La presencia en Roma de la ultraderecha es evidente, de forma polifacética. No es raro encontrar cruces pintadas en las paredes de las calles y, sobre todo, hay zonas enteras de la capital italiana convertidas en feudos posfascistas. Entre los más conocidos está sin duda Via della Scrofa, anterior sede del MSI, de AN y ahora de FdI: esta larga calle que desde el lado posterior del Senado llega casi a Piazza del Popolo, puerta norte de Roma, tiene un nombre casi ridículo, porque «scrofa» es «cerda». Allí, Ignazio La Russa, el «mussoliniano» nuevo presidente del Senado, ha celebrado su elección sin pensar mucho en su nuevo rol teóricamente imparcial.

Mucho más a la derecha está el «club cultural» Casapound, en la zona siempre central de Plaza Vittorio Emanuele (no el rey que confirmó a Mussolini como jefe del Gobierno, sino su abuelo, el «padre de la patria»). El nombre está inspirado en el poeta estadounidense Ezra Pound, que durante la Segunda Guerra Mundial apoyó al fascismo.

En general, en el inmenso mapa de Roma todo el norte y las localidades situadas aún más arriba son zonas muy de derecha. No es casualidad que en la zona entre Formello y Sacrofano fuera encontrado y llevado a la cárcel uno de los criminales más buscados en las últimas décadas: Massimo Carminati, «El ciego», jefe de filas durante los años 70 del siglo pasado de las formaciones más duras y sanguinarias de extrema derecha, cuando por las calles de la Ciudad Eterna cada semana había un asesinado por razones políticas.

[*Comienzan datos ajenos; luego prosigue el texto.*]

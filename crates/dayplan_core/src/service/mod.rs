//! Core use-case services.
//!
//! # Responsibility
//! - Orchestrate lifecycle transitions into transactional operations.
//! - Keep callers decoupled from storage details.

pub mod scheduling_service;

Asesinados por ambos lados, jóvenes comunistas y jóvenes neofascistas, para ser más precisos. Y, a veces, también periodistas, jueces o funcionarios. Carminat -«El ciego» porque perdió un ojo durante uno de estos asaltos- era el punto de conjunción entre la ultraderecha y la mafia, considerado una especie de «Papa negro» cuyas pantuflas había que besar para hacer una carrera política de nivel en la derecha. Aunque viéndolo por las calles pareciera un hombre cualquiera, con un coche aún más «cualquiera». Sus simpatías fascistas estaban fuera de toda duda.

Las mismas formas que ha mantenido Giorgia Meloni hasta hace pocos años, antes del actual momento en que su imagen se ha maquillado muchísimo.

Meloni ha negado, en su primer discurso en la Cámara de los Diputados, cualquier apoyo a todas las dictaduras, «incluso el fascismo». Muchos esperaban alguna palabra más de rechazo hacia el partido de Mussolini, pero Meloni no se ha atrevido, al menos no en este día, que para los nostálgicos de las camisas negras ha sido de nuevo una especie de Navidad. Sobre todo en Predappio, la ciudad de la Romagna en la provincia de Forlì-Cesena, donde está el mausoleo del Duce.

En Roma, la situación ha sido mucho más tranquila, a pesar de algunas provocaciones, como el cartel de Mussolini colgado en un puente cerca del Coliseo.

Y es que en Italia la situación es todavía así, con cuentas pendientes de un pasado que sigue volviendo.